"Fate quello che dovete": questa la frase che Carmelo Cinturrino, il poliziotto arrestato per l'omicidio del pusher Abderrahim Mansouri a Rogoredo, avrebbe detto ai colleghi che lo hanno fermato nel parcheggio del commissariato. Negli ultimi giorni la legittima difesa invocata dal 42enne, assistente capo di polizia, per aver sparato e ucciso il giovane di origini marocchine è stata smentita da diverse testimonianze, dalle telecamere e dalle tracce genetiche. Il quadro emerso, ancora in fase di accertamento, sarebbe quello di un colpo volontario e del successivo tentativo di messinscena: una pistola giocattolo messa accanto alla vittima per "modificare la scena del delitto in modo da mostrare una situazione compatibile con la falsa versione". A questo si aggiungerebbe il ritardo di 22 minuti nel chiamare i soccorsi nonostante ai colleghi presenti avesse detto di averlo fatto. Colleghi che avrebbero detto di essere impauriti da sue eventuali ritorsioni se non lo avessero coperto.
Per la procura milanese, la versione della legittima difesa "è smentita" da più elementi: "la posizione del corpo di Mansouri al momento dello sparo", l’assenza "di una pistola, ovvero di una concreta minaccia da cui era necessario difendersi, la dinamica della caduta, la tempestività della chiamata dei soccorsi". Inoltre un testimone, un cittadino afgano, avrebbe confermato che il 28enne marocchino "era al telefono e disarmato".

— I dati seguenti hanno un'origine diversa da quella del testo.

//! Shared tables for unit tests.

use crate::table::{TileRecord, TileTable};

/// A 6x1 sheet:
///
/// | id | tile |
/// |----|------|
/// | 0  | creature doll/down/npc, static |
/// | 1  | creature doll/down/human, static |
/// | 2  | plain |
/// | 3  | creature boy/down/player "Bob", frames 3,4,5 at 160ms |
/// | 4  | plain |
/// | 5  | plain |
pub(crate) fn scenario_table() -> TileTable {
    TileTable::builder(6, 1)
        .name("scenario")
        .tile(TileRecord::creature(0, "doll", "down", "npc"))
        .tile(TileRecord::creature(1, "doll", "down", "human"))
        .tile(
            TileRecord::creature(3, "boy", "down", "player")
                .named("Bob")
                .with_strip(3, 160),
        )
        .fill_plain()
        .build()
}

/// A 12x2 sheet in the four-characters-per-row layout: each row holds one
/// direction, each character takes three columns.
///
/// Row 0 faces down, row 1 faces left. Characters are doll (human),
/// boy (player "Bob"), skeleton (mob), and bat (mob).
pub(crate) fn two_row_table() -> TileTable {
    let skins = [
        ("doll", "human", None),
        ("boy", "player", Some("Bob")),
        ("skeleton", "mob", None),
        ("bat", "mob", None),
    ];
    let directions = ["down", "left"];

    let mut builder = TileTable::builder(12, 2).name("two-row");
    for (row, direction) in directions.iter().enumerate() {
        for (slot, (imageset, subclass, name)) in skins.iter().enumerate() {
            let id = (row * 12 + slot * 3) as i64;
            let mut record =
                TileRecord::creature(id, *imageset, *direction, *subclass).with_strip(3, 160);
            if let Some(name) = name {
                record = record.named(*name);
            }
            builder = builder.tile(record);
        }
    }
    builder.fill_plain().build()
}
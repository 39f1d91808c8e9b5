#![no_main]

use libfuzzer_sys::fuzz_target;
use spritedex_catalog::{load_catalog, AppearanceQuery, Resolver, TileTable};

fuzz_target!(|data: &[u8]| {
    let Ok(text) = std::str::from_utf8(data) else {
        return;
    };
    let Ok(table) = TileTable::from_json(text) else {
        return;
    };
    let Ok(catalog) = load_catalog(&table) else {
        return;
    };

    for tile in catalog.tiles() {
        let _ = tile.frame_at(u64::MAX);
        let _ = catalog.tile_rect(tile.id);
    }

    let resolver = Resolver::new(catalog);
    if let Ok(query) = AppearanceQuery::parse("creature", "boy", "down", None) {
        let _ = resolver.resolve_query(&query);
    }
});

Un quadro, questo, che secondo la procura è "allarmante" in relazione alle "potenzialità criminali" del poliziotto, che potrebbe uccidere ancora, inquinare le prove, e scappare. Amareggiato il procuratore capo di Milano, Marcello Viola, nello "spiegare l’accaduto di vicende come questa che vedono coinvolte le forze dell’ordine ma con la consapevolezza che procura e polizia hanno compiuto accertamenti rigorosi senza fare sconti a nessuno". Intanto, il questore Bruno Megale, che ha aperto un’indagine interna al commissariato, ha dichiarato: "Abbiamo dimostrato di avere gli anticorpi per vicende di questo genere. Siamo in grado di contrastare le mele marce e in questo caso, dagli elementi che abbiamo, siamo di fronte a un caso di questo tipo".